A single figure is required: the number of lines in the data below that hold the word "verify".

EXERCISE MATERIAL below:

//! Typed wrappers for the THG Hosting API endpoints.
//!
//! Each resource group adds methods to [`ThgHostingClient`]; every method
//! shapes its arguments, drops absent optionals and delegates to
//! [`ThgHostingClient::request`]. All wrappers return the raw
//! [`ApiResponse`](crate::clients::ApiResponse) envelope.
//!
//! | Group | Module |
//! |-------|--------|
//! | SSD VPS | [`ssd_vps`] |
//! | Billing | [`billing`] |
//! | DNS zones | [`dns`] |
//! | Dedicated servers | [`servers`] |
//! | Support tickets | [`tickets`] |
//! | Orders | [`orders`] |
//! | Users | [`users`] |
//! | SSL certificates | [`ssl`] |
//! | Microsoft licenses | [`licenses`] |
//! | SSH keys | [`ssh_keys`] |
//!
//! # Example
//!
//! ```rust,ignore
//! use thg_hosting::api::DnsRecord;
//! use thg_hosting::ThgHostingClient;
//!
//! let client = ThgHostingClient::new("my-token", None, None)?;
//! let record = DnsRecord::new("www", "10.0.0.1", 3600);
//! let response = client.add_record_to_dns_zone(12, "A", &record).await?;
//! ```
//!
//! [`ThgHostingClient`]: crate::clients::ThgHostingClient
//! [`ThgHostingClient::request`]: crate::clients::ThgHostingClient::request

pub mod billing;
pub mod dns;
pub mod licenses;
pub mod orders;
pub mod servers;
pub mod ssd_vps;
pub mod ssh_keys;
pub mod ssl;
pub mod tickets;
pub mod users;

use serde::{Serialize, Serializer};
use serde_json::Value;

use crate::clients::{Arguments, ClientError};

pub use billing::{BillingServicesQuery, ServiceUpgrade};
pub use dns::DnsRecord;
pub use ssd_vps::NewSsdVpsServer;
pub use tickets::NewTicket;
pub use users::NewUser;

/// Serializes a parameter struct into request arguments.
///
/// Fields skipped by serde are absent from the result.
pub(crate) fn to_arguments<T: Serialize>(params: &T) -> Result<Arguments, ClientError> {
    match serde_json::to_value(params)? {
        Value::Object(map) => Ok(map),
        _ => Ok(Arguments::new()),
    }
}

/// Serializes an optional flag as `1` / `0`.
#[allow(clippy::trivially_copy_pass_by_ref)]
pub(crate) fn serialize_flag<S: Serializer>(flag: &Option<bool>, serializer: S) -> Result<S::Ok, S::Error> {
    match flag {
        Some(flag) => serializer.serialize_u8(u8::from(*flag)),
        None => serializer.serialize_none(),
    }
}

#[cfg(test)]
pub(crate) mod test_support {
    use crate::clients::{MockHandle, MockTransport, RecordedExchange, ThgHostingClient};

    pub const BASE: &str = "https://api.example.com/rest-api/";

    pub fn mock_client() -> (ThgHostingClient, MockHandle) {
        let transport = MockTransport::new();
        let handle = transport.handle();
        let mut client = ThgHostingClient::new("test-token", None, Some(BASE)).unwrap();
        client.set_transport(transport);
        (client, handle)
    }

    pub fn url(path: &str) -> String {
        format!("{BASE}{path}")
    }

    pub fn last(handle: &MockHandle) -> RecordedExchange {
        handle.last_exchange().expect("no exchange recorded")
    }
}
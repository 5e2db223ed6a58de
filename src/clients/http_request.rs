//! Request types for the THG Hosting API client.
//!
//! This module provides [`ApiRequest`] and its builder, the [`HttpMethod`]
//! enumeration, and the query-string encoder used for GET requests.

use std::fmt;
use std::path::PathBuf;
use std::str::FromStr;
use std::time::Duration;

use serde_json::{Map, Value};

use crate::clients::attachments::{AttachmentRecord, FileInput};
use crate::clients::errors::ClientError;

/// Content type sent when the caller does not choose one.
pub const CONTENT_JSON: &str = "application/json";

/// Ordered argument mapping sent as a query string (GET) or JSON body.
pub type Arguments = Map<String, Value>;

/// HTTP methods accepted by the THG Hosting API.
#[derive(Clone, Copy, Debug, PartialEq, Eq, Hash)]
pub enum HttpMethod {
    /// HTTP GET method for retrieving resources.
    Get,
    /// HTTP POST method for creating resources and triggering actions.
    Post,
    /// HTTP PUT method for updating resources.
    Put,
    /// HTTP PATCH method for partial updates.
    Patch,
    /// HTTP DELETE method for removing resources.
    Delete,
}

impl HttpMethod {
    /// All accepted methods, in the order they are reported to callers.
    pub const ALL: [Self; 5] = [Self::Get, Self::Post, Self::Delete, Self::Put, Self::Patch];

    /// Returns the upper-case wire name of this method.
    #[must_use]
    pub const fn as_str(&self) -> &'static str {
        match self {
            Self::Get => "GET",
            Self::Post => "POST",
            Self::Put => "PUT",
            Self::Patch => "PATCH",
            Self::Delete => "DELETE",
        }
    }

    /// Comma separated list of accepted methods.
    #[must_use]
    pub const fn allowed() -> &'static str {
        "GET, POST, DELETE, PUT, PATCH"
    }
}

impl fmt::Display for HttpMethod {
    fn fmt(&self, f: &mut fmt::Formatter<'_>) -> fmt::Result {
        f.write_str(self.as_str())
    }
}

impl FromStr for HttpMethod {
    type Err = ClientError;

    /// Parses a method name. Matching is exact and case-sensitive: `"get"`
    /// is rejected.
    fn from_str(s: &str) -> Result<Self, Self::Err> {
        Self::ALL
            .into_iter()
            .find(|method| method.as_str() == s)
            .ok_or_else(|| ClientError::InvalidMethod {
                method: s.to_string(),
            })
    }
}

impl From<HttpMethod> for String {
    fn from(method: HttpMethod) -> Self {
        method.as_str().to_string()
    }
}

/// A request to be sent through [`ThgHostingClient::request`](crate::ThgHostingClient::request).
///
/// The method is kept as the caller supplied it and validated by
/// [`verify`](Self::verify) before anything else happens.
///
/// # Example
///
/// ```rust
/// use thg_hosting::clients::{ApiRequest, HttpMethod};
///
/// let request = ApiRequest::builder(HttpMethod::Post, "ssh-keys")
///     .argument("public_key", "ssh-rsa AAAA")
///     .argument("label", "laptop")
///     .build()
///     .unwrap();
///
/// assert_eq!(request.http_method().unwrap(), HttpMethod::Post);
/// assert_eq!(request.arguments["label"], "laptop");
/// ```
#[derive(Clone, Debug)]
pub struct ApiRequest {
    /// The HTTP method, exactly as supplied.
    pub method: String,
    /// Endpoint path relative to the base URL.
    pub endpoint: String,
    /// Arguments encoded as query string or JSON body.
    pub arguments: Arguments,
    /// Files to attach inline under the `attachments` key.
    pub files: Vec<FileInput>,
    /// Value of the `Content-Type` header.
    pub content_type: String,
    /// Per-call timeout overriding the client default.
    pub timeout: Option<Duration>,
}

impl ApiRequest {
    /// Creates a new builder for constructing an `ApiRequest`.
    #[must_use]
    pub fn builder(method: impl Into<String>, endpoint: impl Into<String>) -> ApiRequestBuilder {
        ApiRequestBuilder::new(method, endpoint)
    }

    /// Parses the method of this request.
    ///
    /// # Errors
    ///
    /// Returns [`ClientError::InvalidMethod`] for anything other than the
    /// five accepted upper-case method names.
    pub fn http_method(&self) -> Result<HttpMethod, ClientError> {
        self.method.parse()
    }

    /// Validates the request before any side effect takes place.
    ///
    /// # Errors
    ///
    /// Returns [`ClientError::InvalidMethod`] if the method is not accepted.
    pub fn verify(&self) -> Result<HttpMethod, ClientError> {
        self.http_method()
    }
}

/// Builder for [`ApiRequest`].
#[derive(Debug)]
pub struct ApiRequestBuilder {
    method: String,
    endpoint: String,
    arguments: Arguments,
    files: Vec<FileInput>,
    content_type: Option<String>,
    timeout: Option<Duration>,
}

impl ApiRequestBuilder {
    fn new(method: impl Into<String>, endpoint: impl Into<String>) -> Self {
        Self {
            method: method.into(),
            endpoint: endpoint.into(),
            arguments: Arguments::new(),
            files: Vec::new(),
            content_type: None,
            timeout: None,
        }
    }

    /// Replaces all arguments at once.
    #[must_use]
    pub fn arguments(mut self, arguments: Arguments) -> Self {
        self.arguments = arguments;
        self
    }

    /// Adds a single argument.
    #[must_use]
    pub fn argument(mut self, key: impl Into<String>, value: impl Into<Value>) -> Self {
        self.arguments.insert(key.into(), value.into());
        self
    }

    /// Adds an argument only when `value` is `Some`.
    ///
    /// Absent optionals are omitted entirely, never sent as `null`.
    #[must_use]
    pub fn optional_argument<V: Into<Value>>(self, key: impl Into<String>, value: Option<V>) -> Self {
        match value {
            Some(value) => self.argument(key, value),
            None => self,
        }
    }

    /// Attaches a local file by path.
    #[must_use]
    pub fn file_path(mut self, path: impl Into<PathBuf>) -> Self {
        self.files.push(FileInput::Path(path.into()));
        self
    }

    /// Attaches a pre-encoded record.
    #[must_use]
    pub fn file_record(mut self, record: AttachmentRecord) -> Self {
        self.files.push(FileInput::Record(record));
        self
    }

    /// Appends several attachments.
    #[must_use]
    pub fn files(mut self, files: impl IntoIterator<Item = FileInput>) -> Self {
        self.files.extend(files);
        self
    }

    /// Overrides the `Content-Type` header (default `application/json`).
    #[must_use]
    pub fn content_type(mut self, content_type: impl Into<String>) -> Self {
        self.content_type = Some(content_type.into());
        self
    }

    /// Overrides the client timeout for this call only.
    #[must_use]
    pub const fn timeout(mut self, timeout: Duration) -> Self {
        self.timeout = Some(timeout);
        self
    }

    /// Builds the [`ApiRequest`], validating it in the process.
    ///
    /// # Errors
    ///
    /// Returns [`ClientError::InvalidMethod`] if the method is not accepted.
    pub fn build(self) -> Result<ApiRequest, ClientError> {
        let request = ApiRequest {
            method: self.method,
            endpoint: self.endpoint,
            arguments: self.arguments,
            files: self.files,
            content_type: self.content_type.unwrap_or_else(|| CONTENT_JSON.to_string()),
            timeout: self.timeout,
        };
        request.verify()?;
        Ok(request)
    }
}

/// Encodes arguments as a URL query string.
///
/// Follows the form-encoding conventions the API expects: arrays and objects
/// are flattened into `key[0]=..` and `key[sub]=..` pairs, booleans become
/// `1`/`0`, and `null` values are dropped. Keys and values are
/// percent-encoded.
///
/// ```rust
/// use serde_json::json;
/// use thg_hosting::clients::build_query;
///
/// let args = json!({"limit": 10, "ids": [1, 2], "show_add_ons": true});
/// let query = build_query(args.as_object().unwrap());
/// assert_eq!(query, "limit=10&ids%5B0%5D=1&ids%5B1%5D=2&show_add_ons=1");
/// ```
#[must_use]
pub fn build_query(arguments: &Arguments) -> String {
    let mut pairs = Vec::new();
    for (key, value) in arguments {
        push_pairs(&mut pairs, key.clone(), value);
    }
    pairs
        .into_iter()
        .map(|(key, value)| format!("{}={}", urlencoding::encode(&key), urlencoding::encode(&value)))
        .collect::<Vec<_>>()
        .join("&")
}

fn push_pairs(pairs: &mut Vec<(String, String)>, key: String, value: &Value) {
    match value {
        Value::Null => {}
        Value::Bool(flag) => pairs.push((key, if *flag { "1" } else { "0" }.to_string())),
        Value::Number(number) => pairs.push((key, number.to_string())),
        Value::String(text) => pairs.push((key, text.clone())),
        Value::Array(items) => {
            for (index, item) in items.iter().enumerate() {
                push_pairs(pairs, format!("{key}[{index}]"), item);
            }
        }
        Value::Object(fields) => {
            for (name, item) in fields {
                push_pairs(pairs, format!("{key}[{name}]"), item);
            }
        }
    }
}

End of EXERCISE MATERIAL.

**TASK ANSWER:** 3